─── Extracted information ───
//! Form input for every managed resource and the validation that turns it into a record.
//!
//! Each form implements [`ModelForm::build`], which checks the input against
//! the current store (required fields, lengths, formats, uniqueness and
//! references) and returns the record to save. All field problems are
//! collected before failing, so callers can show every message at once.

use std::collections::BTreeSet;

use chrono::{DateTime, NaiveDate, Utc};

use crate::access::permission::{PermissionId, PermissionSet};
use crate::domain::booking::{Reservation, ReservationStatus};
use crate::domain::catalog::{
    Destination, Package, PaymentMethod, Product, ProductKind, Supplier, SupplierKind,
};
use crate::domain::crm::{Client, Interaction, InteractionKind};
use crate::domain::staff::{normalize_email, Employee, Position, Role};
use crate::error::{BackofficeError, ValidationErrors};
use crate::store::{Stored, Store};
use crate::types::{Money, RecordId, ResourceKind};

pub(crate) const REQUIRED: &str = "This field is required.";
pub(crate) const INVALID_CHOICE: &str = "Select a valid choice. That choice is not one of the available choices.";
const INVALID_EMAIL: &str = "Enter a valid email address.";
const INVALID_PHONE: &str = "Phone number must have exactly 10 digits.";
const NON_POSITIVE_PRICE: &str = "Price must be greater than zero.";
const PRICE_TOO_LARGE: &str = "Ensure that there are no more than 10 digits in total.";

/// What a form needs to know about the save it is validating.
pub struct BuildContext<'a, M> {
    /// Id of the record being created or edited.
    pub id: RecordId,
    /// The stored record, on update.
    pub existing: Option<&'a M>,
    pub now: DateTime<Utc>,
    /// Employee record of the acting principal.
    pub actor: Option<RecordId>,
    /// Accepted as a prefix on permission names.
    pub app_label: &'a str,
}

pub trait ModelForm {
    type Model: Stored;

    fn build(&self, store: &Store, ctx: &BuildContext<'_, Self::Model>) -> Result<Self::Model, BackofficeError>;
}

/// Input of any create/update request.
#[derive(Debug, Clone, PartialEq, serde::Serialize, serde::Deserialize)]
#[serde(tag = "resource", rename_all = "snake_case")]
pub enum Form {
    Client(ClientForm),
    Interaction(InteractionForm),
    Supplier(SupplierForm),
    Destination(DestinationForm),
    Product(ProductForm),
    Package(PackageForm),
    PaymentMethod(PaymentMethodForm),
    Reservation(ReservationForm),
    Employee(EmployeeForm),
    Position(PositionForm),
    Role(RoleForm),
}

impl Form {
    pub fn resource(&self) -> ResourceKind {
        match self {
            Form::Client(_) => ResourceKind::Client,
            Form::Interaction(_) => ResourceKind::Interaction,
            Form::Supplier(_) => ResourceKind::Supplier,
            Form::Destination(_) => ResourceKind::Destination,
            Form::Product(_) => ResourceKind::Product,
            Form::Package(_) => ResourceKind::Package,
            Form::PaymentMethod(_) => ResourceKind::PaymentMethod,
            Form::Reservation(_) => ResourceKind::Reservation,
            Form::Employee(_) => ResourceKind::Employee,
            Form::Position(_) => ResourceKind::Position,
            Form::Role(_) => ResourceKind::Role,
        }
    }
}

// ─────────────────────────────────────────────────────────────────────────────
// Field cleaning helpers
// ─────────────────────────────────────────────────────────────────────────────

fn required_text(errors: &mut ValidationErrors, field: &'static str, value: &str, max: usize) -> String {
    let value = value.trim();
    if value.is_empty() {
        errors.add(field, REQUIRED);
    } else {
        check_length(errors, field, value, max);
    }
    value.to_string()
}

fn optional_text(errors: &mut ValidationErrors, field: &'static str, value: &Option<String>, max: Option<usize>) -> Option<String> {
    let value = value.as_deref().map(str::trim).filter(|v| !v.is_empty())?;
    if let Some(max) = max {
        check_length(errors, field, value, max);
    }
    Some(value.to_string())
}

fn check_length(errors: &mut ValidationErrors, field: &'static str, value: &str, max: usize) {
    let len = value.chars().count();
    if len > max {
        errors.add(
            field,
            format!("Ensure this value has at most {max} characters (it has {len})."),
        );
    }
}

fn required<T: Copy>(errors: &mut ValidationErrors, field: &'static str, value: Option<T>) -> Option<T> {
    if value.is_none() {
        errors.add(field, REQUIRED);
    }
    value
}

/// Checks that a selected record exists.
fn reference<M: Stored>(errors: &mut ValidationErrors, store: &Store, field: &'static str, value: Option<RecordId>) -> Option<RecordId> {
    let id = required(errors, field, value)?;
    if M::table(store).contains(id) {
        Some(id)
    } else {
        errors.add(field, INVALID_CHOICE);
        None
    }
}

fn optional_reference<M: Stored>(errors: &mut ValidationErrors, store: &Store, field: &'static str, value: Option<RecordId>) -> Option<RecordId> {
    let id = value?;
    if M::table(store).contains(id) {
        Some(id)
    } else {
        errors.add(field, INVALID_CHOICE);
        None
    }
}

fn price(errors: &mut ValidationErrors, field: &'static str, value: Option<Money>) -> Money {
    match value {
        None => {
            errors.add(field, REQUIRED);
            Money::default()
        }
        Some(p) => {
            check_price(errors, field, p);
            p
        }
    }
}

fn check_price(errors: &mut ValidationErrors, field: &'static str, value: Money) {
    if !value.is_positive() {
        errors.add(field, NON_POSITIVE_PRICE);
    } else if value > Money::MAX {
        errors.add(field, PRICE_TOO_LARGE);
    }
}

pub fn is_valid_email(email: &str) -> bool {
    let Some((local, domain)) = email.split_once('@') else {
        return false;
    };
    !local.is_empty()
        && !domain.contains('@')
        && !email.chars().any(char::is_whitespace)
        && domain.contains('.')
        && domain.split('.').all(|label| !label.is_empty())
}

fn email(errors: &mut ValidationErrors, field: &'static str, value: &str) -> String {
    let value = required_text(errors, field, value, 254);
    if !value.is_empty() && !is_valid_email(&value) {
        errors.add(field, INVALID_EMAIL);
    }
    value
}

pub fn is_valid_phone(phone: &str) -> bool {
    phone.len() == 10 && phone.bytes().all(|b| b.is_ascii_digit())
}

fn phone(errors: &mut ValidationErrors, field: &'static str, value: &Option<String>) -> Option<String> {
    let phone = optional_text(errors, field, value, None)?;
    if !is_valid_phone(&phone) {
        errors.add(field, INVALID_PHONE);
    }
    Some(phone)
}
───
An exact repetition of the material above is required, from its first line through the line holding "use std::collections::BTreeSet;", with nothing added.

//! Form input for every managed resource and the validation that turns it into a record.
//!
//! Each form implements [`ModelForm::build`], which checks the input against
//! the current store (required fields, lengths, formats, uniqueness and
//! references) and returns the record to save. All field problems are
//! collected before failing, so callers can show every message at once.

use std::collections::BTreeSet;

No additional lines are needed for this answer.